Segment Start: Data for analysis

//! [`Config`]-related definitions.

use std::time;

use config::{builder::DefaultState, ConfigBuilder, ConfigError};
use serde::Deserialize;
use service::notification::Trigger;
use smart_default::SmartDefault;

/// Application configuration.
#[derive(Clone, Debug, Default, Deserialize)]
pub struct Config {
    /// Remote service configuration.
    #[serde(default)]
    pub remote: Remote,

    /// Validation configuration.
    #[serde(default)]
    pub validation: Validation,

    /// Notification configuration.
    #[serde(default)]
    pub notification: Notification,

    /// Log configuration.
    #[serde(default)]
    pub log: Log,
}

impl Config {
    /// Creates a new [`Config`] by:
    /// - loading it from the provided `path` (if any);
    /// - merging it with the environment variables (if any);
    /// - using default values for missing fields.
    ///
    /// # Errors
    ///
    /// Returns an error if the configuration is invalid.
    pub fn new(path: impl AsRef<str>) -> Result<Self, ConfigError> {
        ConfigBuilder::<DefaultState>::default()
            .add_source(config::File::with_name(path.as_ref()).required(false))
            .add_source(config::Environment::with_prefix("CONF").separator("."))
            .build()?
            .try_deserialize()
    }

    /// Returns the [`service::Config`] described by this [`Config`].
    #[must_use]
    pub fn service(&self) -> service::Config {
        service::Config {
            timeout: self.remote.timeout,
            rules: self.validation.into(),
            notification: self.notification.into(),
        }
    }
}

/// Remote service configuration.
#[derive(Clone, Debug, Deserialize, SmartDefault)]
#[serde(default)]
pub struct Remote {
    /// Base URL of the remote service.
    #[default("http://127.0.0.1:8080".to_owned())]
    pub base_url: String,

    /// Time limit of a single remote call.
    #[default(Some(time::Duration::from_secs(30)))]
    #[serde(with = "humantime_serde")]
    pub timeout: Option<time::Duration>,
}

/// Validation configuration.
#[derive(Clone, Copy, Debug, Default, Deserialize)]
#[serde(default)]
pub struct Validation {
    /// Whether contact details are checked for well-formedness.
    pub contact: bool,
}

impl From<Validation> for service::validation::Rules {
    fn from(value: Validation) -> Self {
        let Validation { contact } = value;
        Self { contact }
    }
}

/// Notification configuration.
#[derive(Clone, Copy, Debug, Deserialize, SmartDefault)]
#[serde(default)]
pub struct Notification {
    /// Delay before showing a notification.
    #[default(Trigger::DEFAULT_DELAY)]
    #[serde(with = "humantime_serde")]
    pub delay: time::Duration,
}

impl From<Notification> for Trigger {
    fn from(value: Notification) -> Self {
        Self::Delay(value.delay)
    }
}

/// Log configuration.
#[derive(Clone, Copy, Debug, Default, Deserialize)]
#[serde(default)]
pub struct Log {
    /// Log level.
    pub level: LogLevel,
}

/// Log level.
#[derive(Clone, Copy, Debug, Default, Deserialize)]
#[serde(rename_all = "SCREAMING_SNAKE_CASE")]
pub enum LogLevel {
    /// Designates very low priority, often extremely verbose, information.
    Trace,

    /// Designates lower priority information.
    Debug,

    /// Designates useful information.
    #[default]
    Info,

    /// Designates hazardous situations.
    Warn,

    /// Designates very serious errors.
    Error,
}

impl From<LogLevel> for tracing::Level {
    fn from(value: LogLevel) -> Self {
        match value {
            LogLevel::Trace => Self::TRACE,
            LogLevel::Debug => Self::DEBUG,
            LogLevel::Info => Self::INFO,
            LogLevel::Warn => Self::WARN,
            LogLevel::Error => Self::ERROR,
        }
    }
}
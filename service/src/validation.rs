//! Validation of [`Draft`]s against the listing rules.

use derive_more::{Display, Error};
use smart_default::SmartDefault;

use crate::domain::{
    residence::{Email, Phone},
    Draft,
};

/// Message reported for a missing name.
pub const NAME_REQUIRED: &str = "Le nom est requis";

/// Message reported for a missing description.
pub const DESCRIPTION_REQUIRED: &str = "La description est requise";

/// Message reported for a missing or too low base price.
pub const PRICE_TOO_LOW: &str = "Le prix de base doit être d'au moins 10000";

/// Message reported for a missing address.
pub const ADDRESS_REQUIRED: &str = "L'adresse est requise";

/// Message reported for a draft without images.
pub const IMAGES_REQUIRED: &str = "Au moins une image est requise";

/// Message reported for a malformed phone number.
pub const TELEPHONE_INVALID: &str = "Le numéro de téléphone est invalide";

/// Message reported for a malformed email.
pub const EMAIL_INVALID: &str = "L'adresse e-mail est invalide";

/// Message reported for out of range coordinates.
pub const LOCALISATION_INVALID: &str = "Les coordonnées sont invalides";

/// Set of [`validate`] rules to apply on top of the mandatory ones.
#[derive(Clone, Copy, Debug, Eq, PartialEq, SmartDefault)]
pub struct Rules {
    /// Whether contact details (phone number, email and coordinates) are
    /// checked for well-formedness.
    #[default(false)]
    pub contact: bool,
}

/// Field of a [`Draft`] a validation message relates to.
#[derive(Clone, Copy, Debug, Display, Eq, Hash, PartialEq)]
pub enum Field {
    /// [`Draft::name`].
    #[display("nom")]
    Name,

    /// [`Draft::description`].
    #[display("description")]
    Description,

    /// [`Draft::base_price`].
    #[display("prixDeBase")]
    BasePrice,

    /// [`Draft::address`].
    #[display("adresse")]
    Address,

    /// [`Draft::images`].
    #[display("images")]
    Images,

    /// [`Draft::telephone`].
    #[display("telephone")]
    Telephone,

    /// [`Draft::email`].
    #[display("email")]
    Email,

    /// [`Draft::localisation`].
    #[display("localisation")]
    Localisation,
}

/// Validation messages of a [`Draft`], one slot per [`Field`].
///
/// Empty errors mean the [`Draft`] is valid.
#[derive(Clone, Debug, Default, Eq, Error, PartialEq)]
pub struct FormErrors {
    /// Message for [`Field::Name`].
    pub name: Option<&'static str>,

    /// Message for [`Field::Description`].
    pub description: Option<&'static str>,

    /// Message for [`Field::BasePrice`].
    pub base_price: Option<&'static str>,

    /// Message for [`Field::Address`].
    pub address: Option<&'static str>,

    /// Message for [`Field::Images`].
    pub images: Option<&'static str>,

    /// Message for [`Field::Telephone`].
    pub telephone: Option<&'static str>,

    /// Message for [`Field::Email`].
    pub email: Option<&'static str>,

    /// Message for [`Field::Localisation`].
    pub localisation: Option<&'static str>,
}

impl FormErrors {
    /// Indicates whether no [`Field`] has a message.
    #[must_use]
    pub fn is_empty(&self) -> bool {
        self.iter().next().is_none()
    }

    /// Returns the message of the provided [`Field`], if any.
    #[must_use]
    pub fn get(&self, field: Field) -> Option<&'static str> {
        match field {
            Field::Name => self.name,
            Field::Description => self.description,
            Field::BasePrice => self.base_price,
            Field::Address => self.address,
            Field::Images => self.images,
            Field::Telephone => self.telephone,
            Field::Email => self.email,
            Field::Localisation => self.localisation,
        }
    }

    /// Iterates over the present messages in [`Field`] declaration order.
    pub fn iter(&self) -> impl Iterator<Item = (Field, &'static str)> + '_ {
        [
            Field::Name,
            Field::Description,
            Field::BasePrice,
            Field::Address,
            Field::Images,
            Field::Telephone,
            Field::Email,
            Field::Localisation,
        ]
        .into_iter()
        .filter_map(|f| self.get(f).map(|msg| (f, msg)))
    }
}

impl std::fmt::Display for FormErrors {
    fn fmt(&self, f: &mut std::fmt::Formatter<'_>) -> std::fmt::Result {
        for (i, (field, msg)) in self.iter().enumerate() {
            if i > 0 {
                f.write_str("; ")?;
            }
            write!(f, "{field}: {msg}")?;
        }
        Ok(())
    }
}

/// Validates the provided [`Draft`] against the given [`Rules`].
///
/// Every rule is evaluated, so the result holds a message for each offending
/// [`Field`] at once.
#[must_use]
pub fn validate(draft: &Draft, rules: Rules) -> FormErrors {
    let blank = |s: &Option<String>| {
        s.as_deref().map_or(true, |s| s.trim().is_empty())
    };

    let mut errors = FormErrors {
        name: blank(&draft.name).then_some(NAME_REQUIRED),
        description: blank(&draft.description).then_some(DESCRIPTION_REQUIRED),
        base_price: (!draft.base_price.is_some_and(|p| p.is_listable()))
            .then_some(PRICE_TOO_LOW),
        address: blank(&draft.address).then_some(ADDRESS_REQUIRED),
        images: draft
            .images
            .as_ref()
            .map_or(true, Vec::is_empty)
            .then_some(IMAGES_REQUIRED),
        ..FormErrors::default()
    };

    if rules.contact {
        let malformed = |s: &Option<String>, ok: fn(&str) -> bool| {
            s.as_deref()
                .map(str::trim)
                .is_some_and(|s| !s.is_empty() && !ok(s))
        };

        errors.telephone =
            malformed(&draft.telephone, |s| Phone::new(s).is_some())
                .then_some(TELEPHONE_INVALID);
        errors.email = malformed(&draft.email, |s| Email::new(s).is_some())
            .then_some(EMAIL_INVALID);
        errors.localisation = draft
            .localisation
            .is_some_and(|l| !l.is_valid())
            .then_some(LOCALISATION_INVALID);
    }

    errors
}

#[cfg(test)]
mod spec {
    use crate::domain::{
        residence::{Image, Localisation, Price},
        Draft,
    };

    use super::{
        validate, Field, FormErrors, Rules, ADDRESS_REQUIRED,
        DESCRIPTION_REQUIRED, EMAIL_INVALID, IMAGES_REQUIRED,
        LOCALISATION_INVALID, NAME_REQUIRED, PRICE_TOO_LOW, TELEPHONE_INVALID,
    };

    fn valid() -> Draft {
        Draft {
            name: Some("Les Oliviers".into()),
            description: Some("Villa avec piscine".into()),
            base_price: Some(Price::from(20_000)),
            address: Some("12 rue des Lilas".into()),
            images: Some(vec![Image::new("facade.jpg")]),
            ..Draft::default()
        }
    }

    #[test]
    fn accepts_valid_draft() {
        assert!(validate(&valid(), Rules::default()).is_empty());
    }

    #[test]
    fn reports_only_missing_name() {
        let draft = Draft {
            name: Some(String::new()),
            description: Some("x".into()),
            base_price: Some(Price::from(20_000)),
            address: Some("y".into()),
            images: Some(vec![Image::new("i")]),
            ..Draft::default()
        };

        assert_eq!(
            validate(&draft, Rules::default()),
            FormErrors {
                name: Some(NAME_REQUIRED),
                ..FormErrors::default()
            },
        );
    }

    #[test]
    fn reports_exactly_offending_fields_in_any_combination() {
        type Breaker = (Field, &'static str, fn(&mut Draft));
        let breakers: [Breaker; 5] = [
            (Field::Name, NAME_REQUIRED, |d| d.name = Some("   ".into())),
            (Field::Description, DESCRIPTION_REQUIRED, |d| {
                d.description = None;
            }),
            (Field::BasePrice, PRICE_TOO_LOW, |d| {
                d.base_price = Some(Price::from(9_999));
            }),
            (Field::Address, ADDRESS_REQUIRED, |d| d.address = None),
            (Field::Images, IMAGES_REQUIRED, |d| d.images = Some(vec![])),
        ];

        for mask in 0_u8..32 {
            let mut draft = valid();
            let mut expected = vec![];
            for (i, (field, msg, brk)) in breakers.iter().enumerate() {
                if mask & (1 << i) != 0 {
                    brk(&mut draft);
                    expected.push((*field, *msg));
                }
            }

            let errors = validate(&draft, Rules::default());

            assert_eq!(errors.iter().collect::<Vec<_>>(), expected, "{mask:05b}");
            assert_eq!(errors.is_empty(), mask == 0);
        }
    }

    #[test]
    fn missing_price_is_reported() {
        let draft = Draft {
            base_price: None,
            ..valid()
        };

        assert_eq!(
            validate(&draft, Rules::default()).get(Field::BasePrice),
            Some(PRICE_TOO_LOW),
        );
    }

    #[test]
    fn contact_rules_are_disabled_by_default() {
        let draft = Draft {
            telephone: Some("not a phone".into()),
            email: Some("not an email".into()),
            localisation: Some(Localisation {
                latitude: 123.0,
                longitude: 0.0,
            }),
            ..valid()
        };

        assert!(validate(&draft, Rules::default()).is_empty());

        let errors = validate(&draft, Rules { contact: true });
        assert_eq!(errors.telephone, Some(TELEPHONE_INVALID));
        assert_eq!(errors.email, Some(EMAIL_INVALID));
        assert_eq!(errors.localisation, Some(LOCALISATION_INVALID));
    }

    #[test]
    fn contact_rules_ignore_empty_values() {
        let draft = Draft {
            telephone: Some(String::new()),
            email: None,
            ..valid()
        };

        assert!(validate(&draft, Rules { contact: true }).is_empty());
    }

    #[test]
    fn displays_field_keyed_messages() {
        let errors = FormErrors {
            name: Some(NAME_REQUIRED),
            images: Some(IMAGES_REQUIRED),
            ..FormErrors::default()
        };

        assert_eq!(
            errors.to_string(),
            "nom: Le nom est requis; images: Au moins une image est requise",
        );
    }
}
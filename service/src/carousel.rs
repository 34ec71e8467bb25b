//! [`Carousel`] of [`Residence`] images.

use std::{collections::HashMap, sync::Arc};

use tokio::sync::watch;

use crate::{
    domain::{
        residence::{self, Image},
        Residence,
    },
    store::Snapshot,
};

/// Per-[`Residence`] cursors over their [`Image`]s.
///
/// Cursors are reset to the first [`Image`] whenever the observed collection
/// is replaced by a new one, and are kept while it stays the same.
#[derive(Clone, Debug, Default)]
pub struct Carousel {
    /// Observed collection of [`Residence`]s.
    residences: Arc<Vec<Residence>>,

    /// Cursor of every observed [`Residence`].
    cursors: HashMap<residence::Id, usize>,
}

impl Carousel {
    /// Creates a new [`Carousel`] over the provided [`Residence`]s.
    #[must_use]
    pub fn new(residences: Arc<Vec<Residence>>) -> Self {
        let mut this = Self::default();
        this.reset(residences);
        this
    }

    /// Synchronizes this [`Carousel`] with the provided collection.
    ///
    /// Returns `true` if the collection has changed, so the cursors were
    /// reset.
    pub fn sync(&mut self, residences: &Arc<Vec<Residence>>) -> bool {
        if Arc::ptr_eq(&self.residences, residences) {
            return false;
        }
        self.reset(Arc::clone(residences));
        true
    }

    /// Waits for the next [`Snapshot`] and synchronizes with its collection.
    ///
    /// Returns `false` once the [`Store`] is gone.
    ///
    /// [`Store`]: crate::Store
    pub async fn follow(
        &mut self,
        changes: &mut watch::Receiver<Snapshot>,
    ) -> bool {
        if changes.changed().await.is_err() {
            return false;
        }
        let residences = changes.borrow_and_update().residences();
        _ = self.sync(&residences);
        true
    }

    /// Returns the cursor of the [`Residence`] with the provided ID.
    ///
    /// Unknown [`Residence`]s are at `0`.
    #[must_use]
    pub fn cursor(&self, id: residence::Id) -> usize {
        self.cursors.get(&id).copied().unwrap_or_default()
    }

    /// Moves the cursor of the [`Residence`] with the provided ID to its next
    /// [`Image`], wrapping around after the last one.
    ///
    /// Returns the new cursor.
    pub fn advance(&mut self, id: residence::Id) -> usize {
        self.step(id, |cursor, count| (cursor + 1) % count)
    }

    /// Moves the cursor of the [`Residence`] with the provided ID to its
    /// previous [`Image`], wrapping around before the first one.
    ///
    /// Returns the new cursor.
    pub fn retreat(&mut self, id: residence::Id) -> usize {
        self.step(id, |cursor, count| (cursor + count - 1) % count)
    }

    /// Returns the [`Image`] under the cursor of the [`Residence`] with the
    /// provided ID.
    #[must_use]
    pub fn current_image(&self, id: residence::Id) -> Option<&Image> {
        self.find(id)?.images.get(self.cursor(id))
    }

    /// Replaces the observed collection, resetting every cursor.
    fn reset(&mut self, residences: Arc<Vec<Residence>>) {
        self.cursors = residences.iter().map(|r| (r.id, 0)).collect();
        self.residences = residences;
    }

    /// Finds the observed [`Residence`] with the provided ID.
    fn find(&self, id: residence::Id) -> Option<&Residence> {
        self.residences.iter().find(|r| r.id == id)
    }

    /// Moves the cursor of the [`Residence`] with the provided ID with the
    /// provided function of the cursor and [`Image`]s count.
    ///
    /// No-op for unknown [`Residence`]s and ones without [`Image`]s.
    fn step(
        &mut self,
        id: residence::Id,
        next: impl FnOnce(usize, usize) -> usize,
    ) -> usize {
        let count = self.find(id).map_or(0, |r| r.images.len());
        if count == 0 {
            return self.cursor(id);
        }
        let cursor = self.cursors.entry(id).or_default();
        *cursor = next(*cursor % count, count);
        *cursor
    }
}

Segment End: Data for analysis

• [Assignment]:
Which lines of the records contain the word "count"? Copy each of them.

• [Reply]:
        self.step(id, |cursor, count| (cursor + 1) % count)
        self.step(id, |cursor, count| (cursor + count - 1) % count)
    /// provided function of the cursor and [`Image`]s count.
        let count = self.find(id).map_or(0, |r| r.images.len());
        if count == 0 {
        *cursor = next(*cursor % count, count);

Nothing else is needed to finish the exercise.